Step 6 - Plant Your Vegetables Right - Illinois Vegetable Garden Guide - University of Illinois Extension

Step 6 - Plant Your Vegetables Right

Much of the success of your garden depends on when and how your vegetables are planted.

When to plant. How early you can plant depends on the hardiness of the vegetables and the climate in your area. Certain vegetables can withstand frost while others cannot. In Table 3 vegetables are classified as hardy, half-hardy, tender, or very tender. This information along with the date of the average last 32 freeze in your area will help you to determine safe planting dates.
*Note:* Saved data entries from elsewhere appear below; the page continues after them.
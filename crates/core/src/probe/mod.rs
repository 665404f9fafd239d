//! Probing the warmed API.
//!
//! A [`Prober`] turns a [`ProbeTarget`] into an observed [`ProbeOutcome`];
//! the [`ProbeEngine`] runs a phase's work-set through per-entity retry loops
//! with bounded concurrency, a shared rate limit and a circuit breaker.

mod circuit;
mod engine;
mod http;
mod rate_limiter;
mod retry;
mod summary;
mod types;
mod work;

pub use circuit::CircuitBreaker;
pub use engine::{EngineSettings, ProbeEngine, StopHandle};
pub use http::HttpProber;
pub use rate_limiter::{RateLimiter, TokenBucket};
pub use retry::{next_step, RetryDecision};
pub use summary::{AbortReason, PhaseSummary, SelectionCounts};
pub use types::{HealthReport, ProbeOutcome, ProbeTarget};
pub use work::{LedgerUpdate, Phase, SelectionReason, WorkItem, WorkSubject};

use async_trait::async_trait;
use thiserror::Error;

#[derive(Debug, Error)]
pub enum ProbeError {
    /// The HTTP client could not be built.
    #[error("Failed to build HTTP client: {0}")]
    Client(String),
}

/// Issues one request for a target and reports what came back.
///
/// Transport failures are outcomes, not errors: they feed the retry loop.
#[async_trait]
pub trait Prober: Send + Sync {
    async fn probe(&self, target: &ProbeTarget) -> ProbeOutcome;
}
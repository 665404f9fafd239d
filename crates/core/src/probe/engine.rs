//! Bounded-concurrency, rate-limited probe loop.
//!
//! Workers pull entities from a shared queue and drive each one through its
//! retry loop. Finished entities flow over a channel to a single collector
//! (the task calling [`ProbeEngine::run_phase`]), which is the only writer to
//! the ledger and commits every `batch_write_frequency` entities.

use std::collections::VecDeque;
use std::sync::atomic::{AtomicBool, AtomicU64, Ordering};
use std::sync::Arc;
use std::time::Duration;

use chrono::Utc;
use futures::future::join_all;
use tokio::sync::{mpsc, Mutex};
use tokio::time::{sleep, Instant};
use tracing::{debug, error, info, warn};

use super::{
    next_step, AbortReason, CircuitBreaker, Phase, PhaseSummary, ProbeOutcome, Prober,
    RateLimiter, RetryDecision, WorkItem,
};
use crate::config::Config;
use crate::ledger::{LedgerError, LedgerStore};
use crate::metrics;

/// Cooperative cancellation flag shared between the run driver and the engine.
///
/// Stopping prevents new entities from being dispatched and cancels pending
/// retries; attempts already in flight finish.
#[derive(Debug, Clone, Default)]
pub struct StopHandle(Arc<AtomicBool>);

impl StopHandle {
    pub fn new() -> Self {
        Self::default()
    }

    pub fn stop(&self) {
        self.0.store(true, Ordering::SeqCst);
    }

    pub fn is_stopped(&self) -> bool {
        self.0.load(Ordering::SeqCst)
    }
}

/// Engine tuning shared by all phases of a run.
#[derive(Debug, Clone)]
pub struct EngineSettings {
    pub max_concurrency: usize,
    pub rate_limit_per_second: f64,
    pub delay_between_attempts: Duration,
    /// Commit after this many recorded entities.
    pub batch_write_frequency: usize,
    /// Consecutive failing attempts that abort a phase (0 = disabled).
    pub circuit_breaker_threshold: u32,
    /// Log a progress line every N finished entities (0 = never).
    pub progress_every: usize,
}

impl EngineSettings {
    pub fn from_config(config: &Config) -> Self {
        Self {
            max_concurrency: config.probe.max_concurrent_requests.max(1),
            rate_limit_per_second: config.probe.rate_limit_per_second,
            delay_between_attempts: Duration::from_millis(config.probe.delay_between_attempts_ms),
            batch_write_frequency: config.run.batch_write_frequency.max(1),
            circuit_breaker_threshold: config.probe.circuit_breaker_threshold,
            progress_every: config.monitoring.log_progress_every_n,
        }
    }
}

#[derive(Debug, Clone, Copy, PartialEq, Eq)]
enum EntityState {
    Succeeded,
    Exhausted,
    Interrupted,
}

#[derive(Debug)]
struct EntityResult {
    item: WorkItem,
    attempts: u32,
    last_outcome: Option<ProbeOutcome>,
    state: EntityState,
}

/// State shared by the workers of one phase.
struct WorkerContext {
    phase: Phase,
    prober: Arc<dyn Prober>,
    limiter: Arc<RateLimiter>,
    breaker: CircuitBreaker,
    queue: Mutex<VecDeque<WorkItem>>,
    /// Set when this phase must wind down (breaker trip or ledger failure).
    halt: AtomicBool,
    stop: StopHandle,
    probes_issued: AtomicU64,
    delay: Duration,
}

impl WorkerContext {
    fn halted(&self) -> bool {
        self.halt.load(Ordering::SeqCst) || self.stop.is_stopped()
    }

    async fn run(self: Arc<Self>, results: mpsc::Sender<EntityResult>) {
        loop {
            if self.halted() {
                break;
            }
            let next = self.queue.lock().await.pop_front();
            let Some(item) = next else {
                break;
            };

            let result = self.drive(item).await;
            if results.send(result).await.is_err() {
                break;
            }
        }
    }

    /// Run one entity's retry loop. Attempts are strictly sequential.
    async fn drive(&self, item: WorkItem) -> EntityResult {
        let phase = self.phase.as_str();
        let target = item.target();
        let mut attempts = 0u32;

        loop {
            let waited = self.limiter.acquire().await;
            metrics::RATE_LIMIT_WAIT
                .with_label_values(&[phase])
                .observe(waited.as_secs_f64());

            let started = Instant::now();
            let outcome = self.prober.probe(&target).await;
            metrics::PROBE_LATENCY
                .with_label_values(&[phase])
                .observe(started.elapsed().as_secs_f64());
            metrics::PROBE_ATTEMPTS
                .with_label_values(&[phase, outcome.class()])
                .inc();

            attempts += 1;
            self.probes_issued.fetch_add(1, Ordering::SeqCst);

            if self.breaker.record(&outcome) {
                error!(
                    phase,
                    threshold = self.breaker.threshold(),
                    last_outcome = %outcome,
                    "Circuit breaker tripped, aborting phase"
                );
                self.halt.store(true, Ordering::SeqCst);
            }

            let state = match next_step(&outcome, attempts, item.budget, self.delay) {
                RetryDecision::Succeeded => EntityState::Succeeded,
                RetryDecision::Exhausted => EntityState::Exhausted,
                RetryDecision::RetryAfter(delay) => {
                    if !self.halted() {
                        debug!(
                            phase,
                            target = %target,
                            attempt = attempts,
                            budget = item.budget,
                            outcome = %outcome,
                            "Retrying"
                        );
                        sleep(delay).await;
                    }
                    if self.halted() {
                        EntityState::Interrupted
                    } else {
                        continue;
                    }
                }
            };

            return EntityResult {
                item,
                attempts,
                last_outcome: Some(outcome),
                state,
            };
        }
    }
}

/// Periodic progress reporting for the collector.
struct Progress {
    phase: Phase,
    total: usize,
    every: usize,
    started: Instant,
    window_success: usize,
    window_total: usize,
}
mod loader;
mod types;
mod validate;

pub use loader::{load_config, load_config_from_str};
pub use types::*;
pub use validate::validate_config;

use thiserror::Error;

#[derive(Debug, Error)]
pub enum ConfigError {
    #[error("Configuration file not found: {0}")]
    FileNotFound(String),

    #[error("Failed to parse configuration: {0}")]
    ParseError(String),

    #[error("Configuration validation failed: {0}")]
    ValidationError(String),
}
Planting by the moon is a favorite topic for discussion among many gardeners. There is no scientific evidence to support planting by the moon; planting studies have shown no relation between the different phases of the moon and good production of crops.

How to plant. There are no magic tricks or difficult techniques in starting seeds or in setting plants. But there are some simple steps you should follow to insure success.
seed planting

Seeds. In starting seeds in the garden, follow these directions:

  1. Use disease-free seed.
  2. Mark out straight rows to make your garden attractive and to make cultivation, insect control, and harvesting easier. To mark a row, drive two stakes into the ground at either edge of the garden and draw a string taut between them. Shallow furrows, suitable for small seed, can be made by drawing a hoe handle along the line indicated by the string. For deeper furrows, use a wheel hoe or the corner of the hoe blade. Use correct spacing between rows.
  3. Hill or drill the seed. "Hilling" is placing several seeds in one spot at definite intervals in the row. Sweet corn, squash, melons, and cucumbers are often planted this way. Hilling allows easier control of weeds between the hills of plants. "Drilling," which is the way most seeds are sown, is spacing the seeds by hand or with a drill more or less evenly down the row.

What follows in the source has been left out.